Looking to pay off your mortgage sooner since interest rates are on the raise? I take a look at Manulife One and explain how it works to potentially help you become debt-free sooner.
But first, let me share my homeowner story with you.
My Homeowner Story
This month marks my 2-year anniversary of becoming a homeowner. Although this past year has been a pretty easy one in terms of homeownership (no big appliances have broken!), the path to getting to this point wasn’t straightforward. Not by a long shot.
Even though I did as much research as I could before diving into homeownership, hindsight is always 20-20. If I’d known what I do now, I definitely would have done some things differently.
If you’ve been a longtime reader of mine, you may have even read some of my posts about my first round of house hunting. If not, check out some of these gems from 2015.

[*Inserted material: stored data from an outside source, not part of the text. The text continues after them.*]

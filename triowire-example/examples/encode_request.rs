/******************************************************************************
   Author: Joaquín Béjar García
   Email: jb@taunais.com
   Date: 27/1/26
******************************************************************************/

//! Encodes query input blocks and a realtime quote packet.
//!
//! Input blocks use the trailing-attribute layout, so the attribute bytes
//! are filled with NUL as the venue expects. The realtime `h1` quote is
//! framed with its three-byte header and decoded back.

mod common;

use common::init_logging;
use rust_decimal::Decimal;
use tracing::{info, warn};
use triowire::prelude::*;

fn main() -> anyhow::Result<()> {
    init_logging();

    let config = CodecConfig::default().with_fill_byte(b'\0');
    let registry = triowire::catalog::registry_with(config)?;

    let request = DecodedRecord::new()
        .with("formlang", "k")
        .with("code", "005930");
    let bytes = registry.encode("c1101InBlock", &request)?;
    info!("c1101InBlock: {:?}", String::from_utf8_lossy(&bytes));

    let futures = DecodedRecord::new()
        .with("formlang", "k")
        .with("fuitemz9", "101V3000");
    let bytes = registry.encode("s4101InBlock", &futures)?;
    info!("s4101InBlock: {:?}", String::from_utf8_lossy(&bytes));

    // Values wider than their field are rejected.
    let bad = DecodedRecord::new().with("formlang", "k").with("code", "00593012");
    if let Err(e) = registry.encode("c1101InBlock", &bad) {
        warn!("rejected request: {}", e);
    }

    let quote = DecodedRecord::new()
        .with("code", "005930")
        .with("hotime", "09000100")
        .with("offer", Decimal::new(59400, 0))
        .with("bid", Decimal::new(59300, 0))
        .with("offerrem", 1_520_i64)
        .with("bidrem", 830_i64);
    let packet = registry.encode_realtime("h1OutBlock", RealtimeHeader::new(*b"h1"), &quote)?;
    info!("h1 packet: {} bytes", packet.len());

    let (header, decoded) = registry.decode_realtime("h1OutBlock", &packet)?;
    info!(
        "packet type {:?}, compressed={}, offer={:?} bid={:?}",
        header.packet_type_str(),
        header.is_compressed(),
        decoded.field("offer"),
        decoded.field("bid")
    );

    Ok(())
}
/******************************************************************************
   Author: Joaquín Béjar García
   Email: jb@taunais.com
   Date: 27/1/26
******************************************************************************/

//! # triowire Schema
//!
//! Fixed-width record schemas for triowire.
//!
//! This crate provides:
//! - **Field descriptors**: Width, kind, and padding of each fixed-width field
//! - **Nested records**: Fixed-count repeating groups and embedded blocks
//! - **Record schemas**: Validated layouts that tile a record with no gaps
//! - **Schema builder**: Offsets computed from widths, with optional
//!   trailing attribute slots
//! - **Layout format**: A line-oriented table format for blocks and messages

pub mod builder;
pub mod field;
pub mod group;
pub mod layout;
pub mod record;

pub use builder::{AttributeLayout, SchemaBuilder};
pub use field::{FieldDescriptor, FieldKind, FillerDescriptor, MAX_SCALE, Padding};
pub use group::{EmbeddedBlock, RepeatingGroupDescriptor};
pub use layout::Layout;
pub use record::{Entry, RecordSchema};
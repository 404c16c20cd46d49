/******************************************************************************
   Author: Joaquín Béjar García
   Email: jb@taunais.com
   Date: 27/1/26
******************************************************************************/

//! Field descriptors.
//!
//! This module defines how a single fixed-width field is sliced and interpreted:
//! - [`FieldKind`]: The semantic kind that drives parsing and formatting
//! - [`Padding`]: How a value narrower than the field is justified
//! - [`FieldDescriptor`]: Name, offset, width, kind, and padding of one field
//! - [`FillerDescriptor`]: Reserved bytes that are never decoded

use serde::{Deserialize, Serialize};
use std::fmt;
use std::ops::Range;
use std::str::FromStr;

/// Largest implicit decimal scale a fixed-point field may declare.
pub const MAX_SCALE: u32 = 28;

/// Semantic kind of a fixed-width field.
///
/// Serialized with the same spelling the layout table uses (`"fixed(2)"`).
#[derive(Debug, Clone, PartialEq, Eq, Hash, Serialize, Deserialize)]
#[serde(try_from = "String", into = "String")]
pub enum FieldKind {
    /// Unsigned integer digits.
    Unsigned,
    /// Signed-magnitude integer: optional `+` or `-` followed by digits.
    Signed,
    /// Fixed-point number with an implicit decimal scale.
    Fixed {
        /// Number of implied fractional digits.
        scale: u32,
    },
    /// Decimal literal with an explicit point.
    Decimal,
    /// Enumerated code. An empty list accepts any code.
    Code {
        /// Accepted codes.
        codes: Vec<String>,
    },
    /// Free text.
    Text,
    /// Date string parsed with a chrono format.
    Date {
        /// chrono format string, e.g. `%Y%m%d`.
        format: String,
    },
    /// Time string parsed with a chrono format.
    Time {
        /// chrono format string, e.g. `%H%M%S`.
        format: String,
    },
}

impl FieldKind {
    /// Creates a fixed-point kind.
    #[must_use]
    pub const fn fixed(scale: u32) -> Self {
        Self::Fixed { scale }
    }

    /// Creates an enumerated code kind accepting the given codes.
    #[must_use]
    pub fn code<I, S>(codes: I) -> Self
    where
        I: IntoIterator<Item = S>,
        S: Into<String>,
    {
        Self::Code {
            codes: codes.into_iter().map(Into::into).collect(),
        }
    }

    /// Creates an enumerated code kind accepting any code.
    #[must_use]
    pub const fn any_code() -> Self {
        Self::Code { codes: Vec::new() }
    }

    /// Creates a date kind.
    #[must_use]
    pub fn date(format: impl Into<String>) -> Self {
        Self::Date {
            format: format.into(),
        }
    }

    /// Creates a time kind.
    #[must_use]
    pub fn time(format: impl Into<String>) -> Self {
        Self::Time {
            format: format.into(),
        }
    }

    /// Returns true if this kind represents a number.
    #[must_use]
    pub const fn is_numeric(&self) -> bool {
        matches!(
            self,
            Self::Unsigned | Self::Signed | Self::Fixed { .. } | Self::Decimal
        )
    }

    /// Returns true if this kind is text-like (text or enumerated code).
    #[must_use]
    pub const fn is_textual(&self) -> bool {
        matches!(self, Self::Text | Self::Code { .. })
    }

    /// Returns the padding used when a descriptor does not override it.
    #[must_use]
    pub const fn default_padding(&self) -> Padding {
        if self.is_numeric() {
            Padding::ZeroLeft
        } else {
            Padding::SpaceRight
        }
    }
}

impl fmt::Display for FieldKind {
    fn fmt(&self, f: &mut fmt::Formatter<'_>) -> fmt::Result {
        match self {
            Self::Unsigned => write!(f, "unsigned"),
            Self::Signed => write!(f, "signed"),
            Self::Fixed { scale } => write!(f, "fixed({})", scale),
            Self::Decimal => write!(f, "decimal"),
            Self::Code { codes } if codes.is_empty() => write!(f, "code"),
            Self::Code { codes } => write!(f, "code({})", codes.join(",")),
            Self::Text => write!(f, "text"),
            Self::Date { format } => write!(f, "date({})", format),
            Self::Time { format } => write!(f, "time({})", format),
        }
    }
}

impl FromStr for FieldKind {
    type Err = String;

    /// Parses the layout-table spelling of a kind.
    ///
    /// Accepted forms: `unsigned`, `signed`, `fixed(N)`, `decimal`, `code`,
    /// `code(A,B,...)`, `text`, `date(FMT)`, `time(FMT)`.
    fn from_str(s: &str) -> Result<Self, Self::Err> {
        let (head, arg) = match s.find('(') {
            Some(open) => {
                let close = s
                    .strip_suffix(')')
                    .ok_or_else(|| format!("unterminated argument in kind '{}'", s))?;
                (&s[..open], Some(&close[open + 1..]))
            }
            None => (s, None),
        };

        match (head.to_ascii_lowercase().as_str(), arg) {
            ("unsigned", None) => Ok(Self::Unsigned),
            ("signed", None) => Ok(Self::Signed),
            ("decimal", None) => Ok(Self::Decimal),
            ("text", None) => Ok(Self::Text),
            ("code", None) => Ok(Self::any_code()),
            ("code", Some(list)) => {
                let codes: Vec<&str> = list.split(',').map(str::trim).collect();
                if codes.iter().any(|c| c.is_empty() || c.contains(['(', ')'])) {
                    return Err(format!("empty code in '{}'", s));
                }
                Ok(Self::code(codes))
            }
            ("fixed", Some(scale)) => scale
                .trim()
                .parse()
                .map(Self::fixed)
                .map_err(|_| format!("invalid scale in '{}'", s)),
            ("date", Some(format)) if !format.is_empty() => Ok(Self::date(format)),
            ("time", Some(format)) if !format.is_empty() => Ok(Self::time(format)),
            _ => Err(format!("unknown field kind '{}'", s)),
        }
    }
}

impl TryFrom<String> for FieldKind {
    type Error = String;

    fn try_from(s: String) -> Result<Self, Self::Error> {
        s.parse()
    }
}

impl From<FieldKind> for String {
    fn from(kind: FieldKind) -> Self {
        kind.to_string()
    }
}

/// Justification applied when a value is narrower than its field.
#[derive(Debug, Clone, Copy, PartialEq, Eq, Hash, Serialize, Deserialize)]
#[serde(rename_all = "kebab-case")]
pub enum Padding {
    /// Right-justified, zero filled; a sign precedes the zeros.
    ZeroLeft,
    /// Right-justified, space filled.
    SpaceLeft,
    /// Left-justified, space filled.
    SpaceRight,
}

impl fmt::Display for Padding {
    fn fmt(&self, f: &mut fmt::Formatter<'_>) -> fmt::Result {
        let s = match self {
            Self::ZeroLeft => "zero-left",
            Self::SpaceLeft => "space-left",
            Self::SpaceRight => "space-right",
        };
        write!(f, "{}", s)
    }
}

impl FromStr for Padding {
    type Err = String;

    fn from_str(s: &str) -> Result<Self, Self::Err> {
        match s {
            "zero-left" => Ok(Self::ZeroLeft),
            "space-left" => Ok(Self::SpaceLeft),
            "space-right" => Ok(Self::SpaceRight),
            _ => Err(format!("unknown padding '{}'", s)),
        }
    }
}

/// Definition of one fixed-width field.
#[derive(Debug, Clone, PartialEq, Eq, Serialize, Deserialize)]
pub struct FieldDescriptor {
    /// Field name, unique within its schema.
    pub name: String,
    /// Byte offset within the owning record.
    pub offset: usize,
    /// Width in bytes.
    pub length: usize,
    /// Semantic kind.
    pub kind: FieldKind,
    /// Justification for values narrower than the field.
    pub padding: Padding,
}

impl FieldDescriptor {
    /// Creates a new field descriptor with the kind's default padding.
    ///
    /// # Arguments
    /// * `name` - The field name
    /// * `offset` - Byte offset within the record
    /// * `length` - Width in bytes
    /// * `kind` - The semantic kind
    #[must_use]
    pub fn new(name: impl Into<String>, offset: usize, length: usize, kind: FieldKind) -> Self {
        let padding = kind.default_padding();
        Self {
            name: name.into(),
            offset,
            length,
            kind,
            padding,
        }
    }

    /// Overrides the padding.
    #[must_use]
    pub const fn with_padding(mut self, padding: Padding) -> Self {
        self.padding = padding;
        self
    }

    /// Returns the byte range occupied by the field.
    #[inline]
    #[must_use]
    pub const fn range(&self) -> Range<usize> {
        self.offset..self.offset + self.length
    }
}

/// Reserved bytes inside a record.
///
/// The venue places a one-byte attribute slot after every data field; those
/// slots are described as fillers so the layout stays contiguous.
#[derive(Debug, Clone, PartialEq, Eq, Serialize, Deserialize)]
pub struct FillerDescriptor {
    /// Diagnostic name (the attribute slot of `code` is `_code`).
    pub name: String,
    /// Byte offset within the owning record.
    pub offset: usize,
    /// Width in bytes.
    pub length: usize,
}

impl FillerDescriptor {
    /// Creates a new filler descriptor.
    #[must_use]
    pub fn new(name: impl Into<String>, offset: usize, length: usize) -> Self {
        Self {
            name: name.into(),
            offset,
            length,
        }
    }

    /// Returns the byte range occupied by the filler.
    #[inline]
    #[must_use]
    pub const fn range(&self) -> Range<usize> {
        self.offset..self.offset + self.length
    }
}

- How I Dodged a Bullet By Not Buying a House in Toronto
- Another Week, Another Round of House Hunting
- Beware of the Buyer Representation Agreement When Shopping for a House
- My First Bidding War (But Not My Last)
- House Hunting in Toronto: My Experience in a Seller’s Market
House Hunting Round 1: 2015
As you may have guessed, that first experience of house hunting came to nothing. My husband and I looked at dozens of houses in Toronto over the course of a few months and eventually threw in the towel. It was a combination of not having a realtor that truly understood what we were looking for (or the budget we were working with), and trying to buy a house at the height of Toronto’s real estate market.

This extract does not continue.